# Please Help Me.



## adedar11 (Mar 27, 2012)

I really want to say thank you to all of you that contributed and advice me yesterday regarding my present lost love situation and I pray God will bless and reward you abundantly.

Please I will love to know some advice on how to get a good woman or how to know a good woman when dating, because it really hurts me and go this far in a relationship just because of love and later break up. Is it because of the environment, work, and my kind of life that makes me need bad women? Or because I care and spend more am really confused

Am tired of dating over and over again just because I do meet the wrong woman, I am always open, caring, understanding, faithful, soft and supportive but I don’t know why the women I meet are something far different from me. My Zodiac sign is Pieces is it because of that? 

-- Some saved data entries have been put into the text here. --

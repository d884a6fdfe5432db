use thiserror::Error;

/// Errors returned by the webhook and repository-dispatch clients.
#[derive(Debug, Error)]
pub enum WebhookError {
    /// Network, TLS, or timeout failure from the underlying HTTP client. The
    /// request URL is stripped because webhook URLs often embed a token.
    #[error("HTTP error: {0}")]
    Http(#[source] reqwest::Error),

    /// The receiver answered with a status outside the accepted range.
    #[error("receiver returned HTTP {status}: {body}")]
    UnexpectedStatus { status: u16, body: String },

    /// The payload could not be encoded as JSON.
    #[error("JSON serialization error for {context}: {source}")]
    Serialize {
        context: String,
        #[source]
        source: serde_json::Error,
    },

    #[error("invalid URL \"{url}\": {reason}")]
    InvalidUrl { url: String, reason: String },
}

impl From<reqwest::Error> for WebhookError {
    fn from(err: reqwest::Error) -> Self {
        Self::Http(err.without_url())
    }
}
use super::*;

fn test_client(base_url: &str) -> YoutubeClient {
    YoutubeClient::new(Client::new(), "test-key", base_url)
        .expect("client construction should not fail")
}

#[test]
fn build_url_appends_resource_and_key() {
    let client = test_client("https://www.googleapis.com/youtube/v3");
    let url = client
        .build_url("videos", &[("part", "snippet"), ("id", "a,b")])
        .unwrap();
    assert_eq!(
        url.as_str(),
        "https://www.googleapis.com/youtube/v3/videos?key=test-key&part=snippet&id=a%2Cb"
    );
}

#[test]
fn build_url_normalises_trailing_slashes() {
    let client = test_client("http://127.0.0.1:8080//");
    let url = client.build_url("search", &[]).unwrap();
    assert_eq!(url.as_str(), "http://127.0.0.1:8080/search?key=test-key");
}

#[test]
fn build_url_encodes_query_text() {
    let client = test_client(DEFAULT_BASE_URL);
    let url = client.build_url("search", &[("q", "HONOR 400 & more")]).unwrap();
    assert!(
        url.as_str().contains("q=HONOR+400+%26+more"),
        "query should be percent-encoded: {url}"
    );
}

#[test]
fn invalid_base_url_is_rejected() {
    let result = YoutubeClient::new(Client::new(), "k", "not a url");
    assert!(matches!(result, Err(YoutubeError::InvalidBaseUrl { .. })));
}

#[test]
fn status_error_decodes_google_envelope() {
    let body = r#"{
        "error": {
            "code": 403,
            "message": "The request cannot be completed because you have exceeded your quota.",
            "errors": [{ "domain": "youtube.quota", "reason": "quotaExceeded", "message": "quota" }]
        }
    }"#;
    let err = YoutubeClient::status_error(StatusCode::FORBIDDEN, body, "search");
    match err {
        YoutubeError::Api {
            status,
            reason,
            message,
        } => {
            assert_eq!(status, 403);
            assert_eq!(reason, "quotaExceeded");
            assert!(message.contains("exceeded your quota"));
        }
        other => panic!("expected Api error, got: {other:?}"),
    }
}

#[test]
fn status_error_without_envelope_is_unexpected_status() {
    let err = YoutubeClient::status_error(StatusCode::BAD_GATEWAY, "<html>", "videos");
    assert!(matches!(
        err,
        YoutubeError::UnexpectedStatus { status: 502, ref resource } if resource == "videos"
    ));
}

I think all the night on how and when will I see a good woman to really call my own, please I need advice on how to note a good woman or a woman that pretend. Please at least save a life. Money is not everything in saving someone life.

Thank you all for everything I will always pray for you for the support and advice.

Thank You


----------



## Chrysalis (Mar 20, 2012)

Dude, I am gonna CHANGE YOUR LIFE. Go to Chateau Heartiste and read EVERYTHING. Including the comments!

No more posts, no more pathos. Go. Read. Now.
_Posted via Mobile Device_


----------



## smith9800 (Mar 7, 2012)

Just change your attitude. It all happening because, you are thinking that you will not meet any good woman. Just keep positivity in your behavior and your end of your problem will be very soon.:smthumbup:


----------



## adedar11 (Mar 27, 2012)

Thanks All


----------



## alex2 (Apr 8, 2012)

you need to understand the kind of women you are attracted to and the kind of women you need in your life. SOund like its not the same thing.


----------